Directions for this task » Pull every "RefCell" line out of the data below.

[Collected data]
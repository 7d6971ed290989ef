use crate::core::scene::{gallery_camera, gallery_scene};
use crate::core::{AppConfig, GalleryParams, PerspectiveCamera, ScrollPan, Viewport};
use crate::dom;
use crate::events;
use crate::frame::FrameTick;
use crate::mount::{Mounted, Scene};
use crate::overlay::DebugPanel;
use crate::render::{texture, GpuState, RendererOptions};
use std::cell::RefCell;
use std::rc::Rc;
use wasm_bindgen_futures::spawn_local;
use web_sys as web;

struct GalleryScene {
    gpu: GpuState,
    camera: PerspectiveCamera,
    pan: Rc<RefCell<ScrollPan>>,
    canvas: web::HtmlCanvasElement,
}

impl FrameTick for GalleryScene {
    fn frame(&mut self) {
        self.camera.position.x = self.pan.borrow_mut().step();
        if let Err(e) = self.gpu.render(&self.camera) {
            log::error!("render error: {:?}", e);
        }
    }
}

impl Scene for GalleryScene {
    fn resize(&mut self, vp: Viewport) {
        self.camera.fit_viewport(&vp);
        let (w, h) = dom::apply_canvas_size(&self.canvas, vp);
        self.gpu.resize(w, h);
    }
}

/// A mounted gallery: the pan state, its input listeners and (once the GPU is
/// ready) the render loop.
pub struct Gallery {
    mounted: Mounted,
    panel: Option<DebugPanel>,
}

impl Gallery {
    pub fn unmount(&mut self) {
        self.mounted.unmount();
        self.panel.take();
        log::info!("[gallery] unmounted");
    }
}

pub fn mount(canvas: web::HtmlCanvasElement, cfg: &AppConfig) -> Gallery {
    let params = GalleryParams::from_config(cfg);
    let pan = Rc::new(RefCell::new(ScrollPan::new()));
    let mut mounted = Mounted::new();
    mounted.keep(events::wire_wheel_pan(pan.clone()));

    let panel = match (params.debug, dom::window_document()) {
        (Some(range), Some(doc)) => match DebugPanel::mount(&doc, range, pan.clone()) {
            Ok(p) => Some(p),
            Err(e) => {
                log::warn!("{:?}", e);
                None
            }
        },
        _ => None,
    };

    let vp = dom::window_viewport().unwrap_or(Viewport::new(
        canvas.client_width() as f64,
        canvas.client_height() as f64,
        1.0,
    ));
    dom::apply_canvas_size(&canvas, vp);

    let scene = gallery_scene(&params, &mut rand::thread_rng());
    let camera = gallery_camera(&params, vp.aspect());
    let launcher = mounted.launcher();
    spawn_local(async move {
        let images = texture::load_all(&scene.textures).await;
        if !launcher.is_alive() {
            return;
        }
        let gpu = match GpuState::new(canvas.clone(), &scene, images, RendererOptions::default()).await
        {
            Ok(g) => g,
            Err(e) => {
                log::error!("[gallery] WebGPU init error: {:?}", e);
                return;
            }
        };
        log::info!("[gallery] ready: {} images", scene.meshes.len());
        launcher.launch(GalleryScene {
            gpu,
            camera,
            pan,
            canvas,
        });
    });

    Gallery {
        mounted,
        panel,
    }
}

Answer to the exercise »
use std::cell::RefCell;
    pan: Rc<RefCell<ScrollPan>>,
    let pan = Rc::new(RefCell::new(ScrollPan::new()));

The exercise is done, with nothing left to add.